Seafood Birdsnest is a common Chinese cuisine dish found in Shenzhen and Hong Kong, China and most overseas Chinatown restaurants. It is also found within Cantonese cuisine. It is usually classified as a mid to high-end dish depending on the seafood offered.
The edible nest holding the seafood is made entirely out of fried taro or noodles. There are different intricate netting used in the nest making. The fried nest is usually tough and crunchy.
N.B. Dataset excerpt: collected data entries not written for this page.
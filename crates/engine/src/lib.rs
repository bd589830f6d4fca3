//! Waystone Engine library.
//!
//! The reciprocal teleport-authorization and location-history subsystem:
//! per-actor sessions tracking pending bring grants and a bounded position
//! history, plus the protocol that validates, rate-limits, and consumes
//! relocation requests.
//!
//! ## Structure
//!
//! - `application/` - The relocation protocol service
//! - `infrastructure/` - Ports, clock implementations, sessions, settings

pub mod application;
pub mod infrastructure;

pub use application::services::{RelocationKind, TeleportService};
pub use infrastructure::clock::SystemClock;
pub use infrastructure::ports::{ClockPort, PermissionPort, RelocationPort};
pub use infrastructure::session::{
    SessionRegistry, SharedSession, TeleportError, TeleportSession,
};
pub use infrastructure::settings::TeleportSettings;
pub mod error;
pub mod ids;
pub mod value_objects;

pub use error::DomainError;

// Re-export ID types
pub use ids::{ActorId, WorldId};

// Re-export value objects (explicit list in value_objects/mod.rs)
pub use value_objects::{
    AuthorizationWindowSecs, CallCooldownSecs, Capability, HistoryCapacity, Position,
};
//! Expiry window for bring authorizations, in seconds.

use serde::{Deserialize, Serialize};
use std::fmt;

/// How long a call grant stays usable (validated newtype).
///
/// A grant that is never claimed must not stay live forever; the window
/// bounds it. Expiry is evaluated lazily at check time, never by a
/// background sweep.
#[derive(Debug, Clone, Copy, PartialEq, Eq, Hash, Serialize, Deserialize)]
#[serde(try_from = "u64", into = "u64")]
pub struct AuthorizationWindowSecs(u64);

impl AuthorizationWindowSecs {
    /// Minimum valid value: 1 second
    pub const MIN: u64 = 1;

    /// Maximum valid value: 86400 seconds (1 day)
    pub const MAX: u64 = 86_400;

    /// Default value: 300 seconds (5 minutes)
    pub const DEFAULT: u64 = 300;

    pub fn new(seconds: u64) -> Result<Self, crate::DomainError> {
        if seconds < Self::MIN {
            return Err(crate::DomainError::validation(format!(
                "Authorization window must be >= {} second, got {}",
                Self::MIN,
                seconds
            )));
        }

        if seconds > Self::MAX {
            return Err(crate::DomainError::validation(format!(
                "Authorization window must be <= {} seconds (1 day), got {}",
                Self::MAX,
                seconds
            )));
        }

        Ok(Self(seconds))
    }

    /// Create a new window, clamping to the valid range.
    pub fn clamped(seconds: u64) -> Self {
        Self(seconds.clamp(Self::MIN, Self::MAX))
    }

    #[inline]
    pub const fn value(self) -> u64 {
        self.0
    }

    pub fn as_duration(self) -> chrono::Duration {
        chrono::Duration::seconds(self.0 as i64)
    }
}

impl Default for AuthorizationWindowSecs {
    fn default() -> Self {
        Self(Self::DEFAULT)
    }
}

impl fmt::Display for AuthorizationWindowSecs {
    fn fmt(&self, f: &mut fmt::Formatter<'_>) -> fmt::Result {
        write!(f, "{}s", self.0)
    }
}

impl From<AuthorizationWindowSecs> for u64 {
    fn from(window: AuthorizationWindowSecs) -> Self {
        window.0
    }
}

impl TryFrom<u64> for AuthorizationWindowSecs {
    type Error = crate::DomainError;

    fn try_from(seconds: u64) -> Result<Self, Self::Error> {
        Self::new(seconds)
    }
}

#[cfg(test)]
mod tests {
    use super::*;

    #[test]
    fn new_validates_range() {
        assert!(AuthorizationWindowSecs::new(0).is_err());
        assert!(AuthorizationWindowSecs::new(86_401).is_err());
        assert_eq!(AuthorizationWindowSecs::new(120).unwrap().value(), 120);
    }

    #[test]
    fn default_is_five_minutes() {
        assert_eq!(AuthorizationWindowSecs::default().value(), 300);
    }

    #[test]
    fn as_duration_matches_value() {
        let window = AuthorizationWindowSecs::new(90).unwrap();
        assert_eq!(window.as_duration(), chrono::Duration::seconds(90));
    }
}
//! Capabilities consulted before privileged relocations.

use serde::{Deserialize, Serialize};
use std::fmt;
use std::str::FromStr;

use crate::DomainError;

/// A privilege the permission oracle can answer for.
///
/// The core never stores who holds what; it only names the capability it
/// needs and lets the host decide, optionally scoped to a world.
#[derive(Debug, Clone, Copy, PartialEq, Eq, Hash, Serialize, Deserialize)]
#[serde(rename_all = "snake_case")]
pub enum Capability {
    /// Teleport oneself to an arbitrary destination
    Teleport,
    /// Relocate other actors without their consent
    TeleportOther,
    /// Ask another actor for a teleport ("call")
    Call,
    /// Return to one's own prior location
    Return,
    /// Return another actor to their prior location
    ReturnOther,
}

impl Capability {
    /// Stable node string for host-side permission lookup.
    pub fn node(&self) -> &'static str {
        match self {
            Self::Teleport => "waystone.teleport",
            Self::TeleportOther => "waystone.teleport.other",
            Self::Call => "waystone.call",
            Self::Return => "waystone.return",
            Self::ReturnOther => "waystone.return.other",
        }
    }
}

impl fmt::Display for Capability {
    fn fmt(&self, f: &mut fmt::Formatter<'_>) -> fmt::Result {
        write!(f, "{}", self.node())
    }
}

impl FromStr for Capability {
    type Err = DomainError;

    fn from_str(s: &str) -> Result<Self, Self::Err> {
        match s.trim() {
            "waystone.teleport" => Ok(Self::Teleport),
            "waystone.teleport.other" => Ok(Self::TeleportOther),
            "waystone.call" => Ok(Self::Call),
            "waystone.return" => Ok(Self::Return),
            "waystone.return.other" => Ok(Self::ReturnOther),
            other => Err(DomainError::parse(format!("Unknown capability: {}", other))),
        }
    }
}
Despite the name there is nothing bird-related in this dish, nor are there any dried ingredients. The most common ingredients are scallops, peapods, boneless fish fillet, celery sticks, straw mushrooms, calamari, shrimp.
Beef chow fun
Beef chow fun is a staple Cantonese dish, made from stir-frying beef, hor fun (wide rice noodles) and bean sprouts. It is commonly found in yum cha restaurants in Guangdong, Hong Kong, and even overseas, as well as in cha chaan tengs. Chow fun, or stir-fried hor fun (Shahe fen) noodles, is a term that can refer to any number of different individual preparations (could be compared to pizza in United States cuisine).
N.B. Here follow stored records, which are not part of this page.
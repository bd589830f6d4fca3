//! Value objects - Immutable objects defined by their attributes

mod auth_window;
mod call_cooldown;
mod capability;
mod history_capacity;
mod position;

pub use auth_window::AuthorizationWindowSecs;
pub use call_cooldown::CallCooldownSecs;
pub use capability::Capability;
pub use history_capacity::HistoryCapacity;
pub use position::Position;
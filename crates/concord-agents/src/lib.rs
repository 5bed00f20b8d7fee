pub mod agent;
pub mod agents;
pub mod capability;
pub mod confidence;
pub mod consensus;
pub mod error;
pub mod orchestrator;
pub mod parser;
pub mod prompts;
pub mod registry;
pub mod sentiment;

pub mod test_support;

pub use agent::{Agent, LazyCapability};
pub use agents::{build as build_agent, AgentDeps};
pub use confidence::{
    calculator_from_config, CalibrationContext, ConfidenceCalculator, DistanceCalculator,
    EnhancedCalculator, IdealRange,
};
pub use consensus::aggregate;
pub use error::{
    AgentError, CompletionError, OrchestratorError, RegistryError, RetrievalError, SentimentError,
};
pub use orchestrator::{AgentSelection, Orchestrator};
pub use registry::AgentRegistry;
pub use sentiment::{SentimentScore, SentimentScorer};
The main ingredient of this dish is hor fun noodles, which is also known as Shahe fen, originating in the town of Shahe in Guangzhou. Hor fun wide rice noodles, or Guangzhou Shahe fen, is a noodle that is said to have originated in the town of Shahe, now a subdistrict of the city of Guangzhou, China. (Hinsbergh) It is a wide, flat noodle that is cut into shape (qiefen.) The most common methods of cooking hor fun are in soup or stir fried. Hor fun can be dry-fried (fried without sauce) or wet-fried (fried with a sauce).
The meat is marinated first. Then, the beef is seared in the wok. Other ingredients and the hor fun noodles are added, then combined with the beef and sauce. The bean sprouts are then stir fried with the rest of the chow fun until they are tender and the dish is ready to serve.
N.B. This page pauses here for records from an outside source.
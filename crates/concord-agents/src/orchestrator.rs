use std::sync::Arc;
use std::time::{Duration, Instant};

use chrono::Utc;
use concord_cache::DatasetProvider;
use concord_models::{
    AgentOutcome, AgentReport, Dataset, FailureKind, OrchestratorConfig, RunReport,
    REPORT_SCHEMA_VERSION,
};
use tokio::task::JoinHandle;
use tokio_util::sync::CancellationToken;
use tracing::{error, info, warn};
use uuid::Uuid;

use crate::agent::Agent;
use crate::consensus::aggregate;
use crate::error::{AgentError, OrchestratorError};
use crate::registry::AgentRegistry;

/// Which registered agents a run should invoke.
#[derive(Debug, Clone, PartialEq, Eq)]
pub enum AgentSelection {
    /// Every agent currently enabled in the registry.
    Enabled,
    /// These agents, in this order, whether enabled or not.
    Named(Vec<String>),
}

impl AgentSelection {
    pub fn named<S: AsRef<str>>(names: &[S]) -> Self {
        AgentSelection::Named(names.iter().map(|n| n.as_ref().to_string()).collect())
    }
}

fn failure_kind(error: &AgentError) -> FailureKind {
    match error {
        AgentError::Analysis(_) => FailureKind::Analysis,
        AgentError::Dependency(_) => FailureKind::Dependency,
        AgentError::Validation(_) => FailureKind::Validation,
    }
}

/// The orchestrator fans a subject out to registered agents and collects one
/// outcome per agent. Agent problems never abort a run.
pub struct Orchestrator {
    registry: Arc<AgentRegistry>,
    config: OrchestratorConfig,
}

impl Orchestrator {
    pub fn new(registry: Arc<AgentRegistry>, config: OrchestratorConfig) -> Self {
        Self { registry, config }
    }

    pub fn registry(&self) -> &Arc<AgentRegistry> {
        &self.registry
    }

    pub fn agent_timeout(&self) -> Duration {
        Duration::from_millis(self.config.agent_timeout_ms)
    }

    /// Run the named agents concurrently. Outcomes come back in `agent_names` order.
    pub async fn run(
        &self,
        subject_id: &str,
        dataset: Arc<Dataset>,
        agent_names: &[String],
    ) -> Result<Vec<AgentOutcome>, OrchestratorError> {
        self.run_with_cancel(subject_id, dataset, agent_names, CancellationToken::new())
            .await
    }

    /// Run every enabled agent, in registration order.
    pub async fn run_enabled(
        &self,
        subject_id: &str,
        dataset: Arc<Dataset>,
    ) -> Result<Vec<AgentOutcome>, OrchestratorError> {
        let bindings = self.resolve(&AgentSelection::Enabled)?;
        let reports = self
            .execute(subject_id, dataset, bindings, CancellationToken::new())
            .await;
        Ok(reports.into_iter().map(|r| r.outcome).collect())
    }

    /// Like [`run`](Self::run), but cancelling `token` turns every unfinished
    /// agent into a `cancelled` failure. Outcomes already produced are kept.
    pub async fn run_with_cancel(
        &self,
        subject_id: &str,
        dataset: Arc<Dataset>,
        agent_names: &[String],
        token: CancellationToken,
    ) -> Result<Vec<AgentOutcome>, OrchestratorError> {
        let bindings = self.resolve(&AgentSelection::Named(agent_names.to_vec()))?;
        let reports = self.execute(subject_id, dataset, bindings, token).await;
        Ok(reports.into_iter().map(|r| r.outcome).collect())
    }

    /// Run the selected agents and reduce their outcomes into a [`RunReport`].
    pub async fn analyze(
        &self,
        subject_id: &str,
        dataset: Arc<Dataset>,
        selection: &AgentSelection,
    ) -> Result<RunReport, OrchestratorError> {
        let started_at = Utc::now();
        let start = Instant::now();
        let run_id = Uuid::new_v4();

        let bindings = self.resolve(selection)?;
        info!(run_id = %run_id, subject = %subject_id, agents = bindings.len(), "Starting analysis");

        let agents = self
            .execute(subject_id, dataset, bindings, CancellationToken::new())
            .await;
        let outcomes: Vec<AgentOutcome> = agents.iter().map(|r| r.outcome.clone()).collect();
        let consensus = aggregate(&outcomes);

        let processing_time_ms = start.elapsed().as_millis() as u64;
        info!(
            run_id = %run_id,
            subject = %subject_id,
            signal = %consensus.signal,
            confidence = consensus.confidence,
            agreement = consensus.agreement,
            failed = consensus.failed,
            elapsed_ms = processing_time_ms,
            "Analysis complete"
        );

        Ok(RunReport {
            run_id,
            schema_version: REPORT_SCHEMA_VERSION,
            subject_id: subject_id.to_string(),
            started_at,
            consensus,
            agents,
            processing_time_ms,
        })
    }

    /// Fetch the subject's dataset from `provider`, then [`analyze`](Self::analyze).
    pub async fn fetch_and_analyze(
        &self,
        provider: &dyn DatasetProvider,
        subject_id: &str,
        selection: &AgentSelection,
    ) -> Result<RunReport, OrchestratorError> {
        let dataset = provider.fetch(subject_id).await?;
        self.analyze(subject_id, dataset, selection).await
    }

    /// Snapshot the selected bindings under one registry read.
    fn resolve(
        &self,
        selection: &AgentSelection,
    ) -> Result<Vec<(String, Arc<dyn Agent>)>, OrchestratorError> {
        let bindings = match selection {
            AgentSelection::Enabled => self.registry.snapshot_enabled(),
            AgentSelection::Named(names) => self.registry.snapshot(names)?,
        };
        if bindings.is_empty() && self.config.require_agents {
            return Err(OrchestratorError::EmptyRequest);
        }
        Ok(bindings)
    }

    async fn execute(
        &self,
        subject_id: &str,
        dataset: Arc<Dataset>,
        bindings: Vec<(String, Arc<dyn Agent>)>,
        token: CancellationToken,
    ) -> Vec<AgentReport> {
        let run_token = token.child_token();
        // Dropping this future cancels every task it spawned.
        let _guard = run_token.clone().drop_guard();
        let timeout = self.agent_timeout();
        let run_start = Instant::now();

        // 1. Fan out: every agent starts before any is awaited
        let handles: Vec<(String, JoinHandle<(AgentOutcome, Duration)>)> = bindings
            .into_iter()
            .map(|(name, agent)| {
                let handle = tokio::spawn(invoke(
                    name.clone(),
                    agent,
                    subject_id.to_string(),
                    Arc::clone(&dataset),
                    timeout,
                    run_token.clone(),
                ));
                (name, handle)
            })
            .collect();

        // 2. Collect in request order
        let mut reports = Vec::with_capacity(handles.len());
        for (name, handle) in handles {
            let (outcome, elapsed) = match handle.await {
                Ok(result) => result,
                Err(e) => {
                    error!(agent = %name, error = %e, "Agent task panicked");
                    let message = if e.is_panic() {
                        "agent panicked during analysis".to_string()
                    } else {
                        format!("agent task aborted: {e}")
                    };
                    (
                        AgentOutcome::failure(FailureKind::Analysis, &name, message),
                        run_start.elapsed(),
                    )
                }
            };

            match &outcome {
                AgentOutcome::Success(signal) => info!(
                    agent = %name,
                    direction = %signal.direction(),
                    confidence = signal.confidence(),
                    elapsed_ms = elapsed.as_millis(),
                    "Agent succeeded"
                ),
                AgentOutcome::Failure(failure) => warn!(
                    agent = %name,
                    kind = %failure.kind,
                    error = %failure.message,
                    elapsed_ms = elapsed.as_millis(),
                    "Agent failed"
                ),
            }

            reports.push(AgentReport {
                agent_name: name,
                outcome,
                elapsed_ms: elapsed.as_millis() as u64,
            });
        }
        reports
    }
}

/// One agent invocation, bounded by the timeout and the run's cancellation token.
async fn invoke(
    name: String,
    agent: Arc<dyn Agent>,
    subject_id: String,
    dataset: Arc<Dataset>,
    timeout: Duration,
    token: CancellationToken,
) -> (AgentOutcome, Duration) {
    let start = Instant::now();
    let outcome = tokio::select! {
        biased;
        _ = token.cancelled() => {
            AgentOutcome::failure(FailureKind::Cancelled, &name, "run cancelled before agent finished")
        }
        result = tokio::time::timeout(timeout, agent.analyze(&subject_id, &dataset)) => match result {
            Ok(Ok(signal)) => AgentOutcome::Success(signal),
            Ok(Err(e)) => AgentOutcome::failure(failure_kind(&e), &name, e.to_string()),
            Err(_) => AgentOutcome::failure(
                FailureKind::Timeout,
                &name,
                format!("no result within {} ms", timeout.as_millis()),
            ),
        },
    };
    (outcome, start.elapsed())
}

#[cfg(test)]
mod tests {
    use super::*;
    use crate::test_support::ScriptedAgent;
    use concord_models::Direction;

    fn orchestrator(agents: Vec<ScriptedAgent>) -> Orchestrator {
        let registry = Arc::new(AgentRegistry::new());
        for agent in agents {
            let name = agent.name().to_string();
            registry.register(&name, Arc::new(agent)).unwrap();
        }
        Orchestrator::new(registry, OrchestratorConfig::default())
    }

    fn dataset() -> Arc<Dataset> {
        Arc::new(Dataset::new("ACME"))
    }

    fn names(names: &[&str]) -> Vec<String> {
        names.iter().map(|n| n.to_string()).collect()
    }

    #[tokio::test]
    async fn failure_and_success_come_back_in_order() {
        let orch = orchestrator(vec![
            ScriptedAgent::failing("broken", "no data"),
            ScriptedAgent::fixed("steady", Direction::Bullish, 0.7),
        ]);

        let outcomes = orch
            .run("ACME", dataset(), &names(&["broken", "steady"]))
            .await
            .unwrap();

        assert_eq!(outcomes.len(), 2);
        assert_eq!(outcomes[0].failure_kind(), Some(FailureKind::Analysis));
        assert_eq!(outcomes[1].signal().unwrap().direction(), Direction::Bullish);
    }

    #[tokio::test]
    async fn error_kinds_map_to_failure_kinds() {
        let orch = orchestrator(vec![
            ScriptedAgent::missing_dependency("offline", "chat down"),
            ScriptedAgent::invalid("overconfident"),
            ScriptedAgent::panicking("crashy"),
        ]);

        let outcomes = orch
            .run("ACME", dataset(), &names(&["offline", "overconfident", "crashy"]))
            .await
            .unwrap();

        let kinds: Vec<_> = outcomes.iter().map(|o| o.failure_kind()).collect();
        assert_eq!(
            kinds,
            vec![
                Some(FailureKind::Dependency),
                Some(FailureKind::Validation),
                Some(FailureKind::Analysis),
            ]
        );
    }

    #[tokio::test]
    async fn empty_request_is_rejected() {
        let orch = orchestrator(vec![ScriptedAgent::fixed("a", Direction::Neutral, 0.5)]);
        let err = orch.run("ACME", dataset(), &[]).await.unwrap_err();
        assert!(matches!(err, OrchestratorError::EmptyRequest));
    }

    #[tokio::test]
    async fn empty_request_allowed_when_configured() {
        let orch = Orchestrator::new(
            Arc::new(AgentRegistry::new()),
            OrchestratorConfig {
                require_agents: false,
                ..OrchestratorConfig::default()
            },
        );
        let outcomes = orch.run("ACME", dataset(), &[]).await.unwrap();
        assert!(outcomes.is_empty());
    }

    #[tokio::test]
    async fn unknown_agent_is_a_registry_error() {
        let orch = orchestrator(vec![ScriptedAgent::fixed("a", Direction::Neutral, 0.5)]);
        let err = orch
            .run("ACME", dataset(), &names(&["a", "ghost"]))
            .await
            .unwrap_err();
        assert!(matches!(
            err,
            OrchestratorError::Registry(crate::error::RegistryError::NotFound(ref n)) if n == "ghost"
        ));
    }

    #[tokio::test]
    async fn run_enabled_skips_disabled_but_named_disabled_runs() {
        let orch = orchestrator(vec![
            ScriptedAgent::fixed("on", Direction::Bullish, 0.6),
            ScriptedAgent::fixed("off", Direction::Bearish, 0.6),
        ]);
        orch.registry().disable("off").unwrap();

        let enabled = orch.run_enabled("ACME", dataset()).await.unwrap();
        assert_eq!(enabled.len(), 1);
        assert_eq!(enabled[0].signal().unwrap().direction(), Direction::Bullish);

        let named = orch.run("ACME", dataset(), &names(&["off"])).await.unwrap();
        assert_eq!(named[0].signal().unwrap().direction(), Direction::Bearish);
    }

    #[tokio::test]
    async fn analyze_builds_report() {
        let orch = orchestrator(vec![
            ScriptedAgent::fixed("a", Direction::Bullish, 0.8),
            ScriptedAgent::fixed("b", Direction::Bullish, 0.6),
            ScriptedAgent::failing("c", "nope"),
        ]);

        let report = orch
            .analyze("ACME", dataset(), &AgentSelection::Enabled)
            .await
            .unwrap();

        assert_eq!(report.subject_id, "ACME");
        assert_eq!(report.schema_version, REPORT_SCHEMA_VERSION);
        assert_eq!(report.agents.len(), 3);
        assert_eq!(report.agents[2].agent_name, "c");
        assert_eq!(report.consensus.signal, Direction::Bullish);
        assert_eq!(report.consensus.failed, 1);
        assert!((report.consensus.confidence - 0.7).abs() < 1e-9);
    }

    #[test]
    fn selection_from_str_slice() {
        assert_eq!(
            AgentSelection::named(&["a", "b"]),
            AgentSelection::Named(names(&["a", "b"]))
        );
    }
}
An important factor in the making of this dish is “wok hei” (鑊氣). The cooking must be done over a high flame and the stirring must be done quickly. Not only must the hor fun be stirred quickly, it must not be handled too strongly or it will break into pieces. The amount of oil also needs to be controlled very well, if not, the excess oil or dry texture will ruin the dish. Because of these factors, this dish is a major test for chefs in Cantonese cooking.
The origin of chow fun is unknown, but there is a legend concerning the origin of dry-fried chow fun:
During World War II, a man named Mr. Hui migrated from Canton to Hunan to become a chef. He then was forced back to his hometown due to the Japanese invasion. The story continues: “One night, Mr Hui’s food stall ran out of the powder (like a cornstarch thickening agent) for sauces. A military [commander] was hungry and wanted to have his wet chow fun. Due to a curfew [they were] unable to go purchase the powder… It is also said the commander was so mad he was about to take out his gun and kill someone. Mr Hui’s mom and brother immediately went to make some tong yuen (sticky rice dessert dumplings) and Mr Hui himself tended to the kitchen. It was there that he thought about doing it dry stir fried style, and thus the stall (and his family) were spared from the bullet [sic].